YOUR INSTRUCTIONS: Although the data below holds other lines too, output only those from the line with "pub fn from_millis(timeout_ms: u64, max_cache_age_ms: u64)" up to and including the line with "pub struct FixedPosition", exactly as they appear.

┌─ TASK DATA

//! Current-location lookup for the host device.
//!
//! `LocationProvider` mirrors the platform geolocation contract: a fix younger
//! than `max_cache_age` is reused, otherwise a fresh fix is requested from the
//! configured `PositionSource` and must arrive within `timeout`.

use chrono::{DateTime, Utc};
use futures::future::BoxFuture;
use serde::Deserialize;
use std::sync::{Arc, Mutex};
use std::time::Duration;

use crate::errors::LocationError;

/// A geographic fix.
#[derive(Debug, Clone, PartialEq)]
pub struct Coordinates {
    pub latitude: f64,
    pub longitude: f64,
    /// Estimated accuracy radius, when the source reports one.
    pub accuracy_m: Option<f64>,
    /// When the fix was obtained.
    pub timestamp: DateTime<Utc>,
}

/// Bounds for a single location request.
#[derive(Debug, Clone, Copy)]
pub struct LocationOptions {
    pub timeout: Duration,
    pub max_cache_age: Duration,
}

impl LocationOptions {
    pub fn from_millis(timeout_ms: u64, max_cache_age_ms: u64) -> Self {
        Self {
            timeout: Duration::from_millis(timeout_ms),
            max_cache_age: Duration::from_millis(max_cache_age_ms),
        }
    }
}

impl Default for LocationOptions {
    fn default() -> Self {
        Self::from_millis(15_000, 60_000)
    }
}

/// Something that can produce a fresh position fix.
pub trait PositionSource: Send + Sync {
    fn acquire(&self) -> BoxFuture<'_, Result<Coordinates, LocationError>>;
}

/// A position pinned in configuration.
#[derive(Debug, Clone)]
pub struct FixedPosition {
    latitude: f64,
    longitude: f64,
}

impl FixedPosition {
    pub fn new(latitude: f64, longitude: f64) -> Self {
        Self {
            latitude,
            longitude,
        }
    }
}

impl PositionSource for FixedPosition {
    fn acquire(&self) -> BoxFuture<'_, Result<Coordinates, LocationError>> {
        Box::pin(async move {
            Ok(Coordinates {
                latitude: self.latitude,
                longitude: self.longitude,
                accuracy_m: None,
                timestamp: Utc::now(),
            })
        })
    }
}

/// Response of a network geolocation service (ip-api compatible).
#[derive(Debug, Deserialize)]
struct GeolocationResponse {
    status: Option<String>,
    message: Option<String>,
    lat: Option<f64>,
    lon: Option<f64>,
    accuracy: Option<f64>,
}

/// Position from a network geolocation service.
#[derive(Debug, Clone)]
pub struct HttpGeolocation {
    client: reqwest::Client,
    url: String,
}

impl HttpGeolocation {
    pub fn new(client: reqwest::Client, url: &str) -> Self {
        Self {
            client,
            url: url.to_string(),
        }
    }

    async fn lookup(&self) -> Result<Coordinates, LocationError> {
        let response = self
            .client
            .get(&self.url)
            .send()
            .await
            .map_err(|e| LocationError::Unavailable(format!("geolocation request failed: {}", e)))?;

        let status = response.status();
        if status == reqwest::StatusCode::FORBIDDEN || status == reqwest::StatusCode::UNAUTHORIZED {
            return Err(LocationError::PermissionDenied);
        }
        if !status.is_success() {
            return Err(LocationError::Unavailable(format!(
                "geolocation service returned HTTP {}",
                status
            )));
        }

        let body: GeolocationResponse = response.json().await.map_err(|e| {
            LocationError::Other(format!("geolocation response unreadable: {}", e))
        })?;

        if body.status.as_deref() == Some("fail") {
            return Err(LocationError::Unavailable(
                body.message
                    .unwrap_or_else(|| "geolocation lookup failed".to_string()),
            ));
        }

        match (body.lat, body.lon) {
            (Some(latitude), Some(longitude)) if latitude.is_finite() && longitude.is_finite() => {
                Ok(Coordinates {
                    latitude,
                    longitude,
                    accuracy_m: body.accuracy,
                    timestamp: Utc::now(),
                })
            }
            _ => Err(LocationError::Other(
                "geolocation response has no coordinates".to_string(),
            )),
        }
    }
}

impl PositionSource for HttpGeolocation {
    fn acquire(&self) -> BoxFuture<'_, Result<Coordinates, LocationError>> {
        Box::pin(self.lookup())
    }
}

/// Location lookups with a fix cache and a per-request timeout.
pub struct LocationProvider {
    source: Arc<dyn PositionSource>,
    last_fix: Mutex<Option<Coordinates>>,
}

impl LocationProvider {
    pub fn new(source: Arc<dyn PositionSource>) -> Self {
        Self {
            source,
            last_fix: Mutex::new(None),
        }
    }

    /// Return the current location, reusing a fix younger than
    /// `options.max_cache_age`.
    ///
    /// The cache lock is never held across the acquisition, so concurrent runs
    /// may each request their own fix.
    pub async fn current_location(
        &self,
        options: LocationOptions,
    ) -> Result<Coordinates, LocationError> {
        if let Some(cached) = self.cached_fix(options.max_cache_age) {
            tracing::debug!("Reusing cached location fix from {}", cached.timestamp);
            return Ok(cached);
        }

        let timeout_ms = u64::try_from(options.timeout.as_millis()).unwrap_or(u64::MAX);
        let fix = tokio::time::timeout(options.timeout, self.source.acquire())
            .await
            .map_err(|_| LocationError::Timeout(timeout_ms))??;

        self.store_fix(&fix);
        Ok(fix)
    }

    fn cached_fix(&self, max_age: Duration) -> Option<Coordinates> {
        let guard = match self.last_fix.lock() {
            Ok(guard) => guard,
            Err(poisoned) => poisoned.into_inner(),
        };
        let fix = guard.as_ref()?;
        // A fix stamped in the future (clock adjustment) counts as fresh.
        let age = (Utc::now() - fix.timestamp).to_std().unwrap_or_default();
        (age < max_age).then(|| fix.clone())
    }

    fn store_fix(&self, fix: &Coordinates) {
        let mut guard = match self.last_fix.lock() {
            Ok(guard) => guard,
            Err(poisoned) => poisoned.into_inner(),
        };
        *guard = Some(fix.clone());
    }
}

└─
┌─ TASK DATA

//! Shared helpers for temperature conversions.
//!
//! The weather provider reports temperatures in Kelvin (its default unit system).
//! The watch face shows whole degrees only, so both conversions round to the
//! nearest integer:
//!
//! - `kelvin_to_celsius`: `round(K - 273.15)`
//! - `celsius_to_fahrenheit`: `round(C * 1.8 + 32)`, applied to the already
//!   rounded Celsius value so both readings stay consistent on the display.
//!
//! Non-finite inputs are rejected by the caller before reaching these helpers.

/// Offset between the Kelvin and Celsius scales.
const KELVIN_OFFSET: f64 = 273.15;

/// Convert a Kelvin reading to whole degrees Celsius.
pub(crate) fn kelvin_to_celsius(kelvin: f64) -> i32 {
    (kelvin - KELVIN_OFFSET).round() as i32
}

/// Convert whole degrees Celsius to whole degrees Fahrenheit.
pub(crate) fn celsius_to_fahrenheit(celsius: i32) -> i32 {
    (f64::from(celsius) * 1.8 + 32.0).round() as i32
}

└─
┌─ TASK DATA

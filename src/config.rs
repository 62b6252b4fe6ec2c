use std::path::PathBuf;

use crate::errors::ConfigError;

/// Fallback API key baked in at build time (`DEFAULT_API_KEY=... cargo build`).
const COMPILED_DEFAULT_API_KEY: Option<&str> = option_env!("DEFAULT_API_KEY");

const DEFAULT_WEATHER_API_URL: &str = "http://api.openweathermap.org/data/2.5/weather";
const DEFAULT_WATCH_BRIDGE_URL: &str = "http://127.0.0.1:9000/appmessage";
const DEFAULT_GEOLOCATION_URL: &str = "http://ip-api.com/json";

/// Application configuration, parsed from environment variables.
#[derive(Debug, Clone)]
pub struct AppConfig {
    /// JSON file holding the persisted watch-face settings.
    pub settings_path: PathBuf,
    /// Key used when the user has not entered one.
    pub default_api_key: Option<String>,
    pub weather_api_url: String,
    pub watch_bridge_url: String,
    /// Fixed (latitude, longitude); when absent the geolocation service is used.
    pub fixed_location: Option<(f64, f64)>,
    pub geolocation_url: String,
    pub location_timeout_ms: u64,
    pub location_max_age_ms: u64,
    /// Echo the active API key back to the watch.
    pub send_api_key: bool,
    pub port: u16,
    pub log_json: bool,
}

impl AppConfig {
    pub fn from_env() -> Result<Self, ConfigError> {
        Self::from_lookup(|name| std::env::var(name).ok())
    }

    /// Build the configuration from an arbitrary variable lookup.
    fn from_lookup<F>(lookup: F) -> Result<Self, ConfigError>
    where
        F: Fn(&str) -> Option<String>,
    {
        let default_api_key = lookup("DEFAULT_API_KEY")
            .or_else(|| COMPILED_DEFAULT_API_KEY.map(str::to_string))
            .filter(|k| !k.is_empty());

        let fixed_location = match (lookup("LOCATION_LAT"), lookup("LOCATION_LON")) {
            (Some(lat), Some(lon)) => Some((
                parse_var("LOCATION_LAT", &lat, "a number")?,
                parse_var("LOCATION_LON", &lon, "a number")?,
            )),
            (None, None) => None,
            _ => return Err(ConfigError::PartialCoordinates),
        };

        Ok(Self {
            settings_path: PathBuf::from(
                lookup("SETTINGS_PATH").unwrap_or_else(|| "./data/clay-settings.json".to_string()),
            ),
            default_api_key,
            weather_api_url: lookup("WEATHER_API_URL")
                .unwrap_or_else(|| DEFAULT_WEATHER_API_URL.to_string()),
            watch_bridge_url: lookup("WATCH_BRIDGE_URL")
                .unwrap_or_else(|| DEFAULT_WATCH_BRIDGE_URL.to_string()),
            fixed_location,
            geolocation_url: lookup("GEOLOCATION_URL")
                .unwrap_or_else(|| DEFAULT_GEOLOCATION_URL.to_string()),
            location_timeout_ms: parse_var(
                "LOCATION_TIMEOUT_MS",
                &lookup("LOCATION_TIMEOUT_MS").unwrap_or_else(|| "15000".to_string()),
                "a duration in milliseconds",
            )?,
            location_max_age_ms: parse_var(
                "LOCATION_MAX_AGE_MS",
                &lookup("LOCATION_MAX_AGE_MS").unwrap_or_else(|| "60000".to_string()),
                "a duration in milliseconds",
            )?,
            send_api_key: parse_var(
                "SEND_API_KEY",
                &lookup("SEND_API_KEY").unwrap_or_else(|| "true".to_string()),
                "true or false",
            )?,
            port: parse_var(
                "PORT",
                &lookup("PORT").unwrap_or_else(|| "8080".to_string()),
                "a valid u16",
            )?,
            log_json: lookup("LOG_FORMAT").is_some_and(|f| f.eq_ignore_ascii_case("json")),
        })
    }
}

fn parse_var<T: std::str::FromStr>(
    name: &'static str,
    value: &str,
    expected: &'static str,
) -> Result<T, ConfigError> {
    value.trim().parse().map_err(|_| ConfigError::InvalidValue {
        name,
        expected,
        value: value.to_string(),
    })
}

└─

ANSWER BOX:
    pub fn from_millis(timeout_ms: u64, max_cache_age_ms: u64) -> Self {
        Self {
            timeout: Duration::from_millis(timeout_ms),
            max_cache_age: Duration::from_millis(max_cache_age_ms),
        }
    }
}

impl Default for LocationOptions {
    fn default() -> Self {
        Self::from_millis(15_000, 60_000)
    }
}

/// Something that can produce a fresh position fix.
pub trait PositionSource: Send + Sync {
    fn acquire(&self) -> BoxFuture<'_, Result<Coordinates, LocationError>>;
}

/// A position pinned in configuration.
#[derive(Debug, Clone)]
pub struct FixedPosition {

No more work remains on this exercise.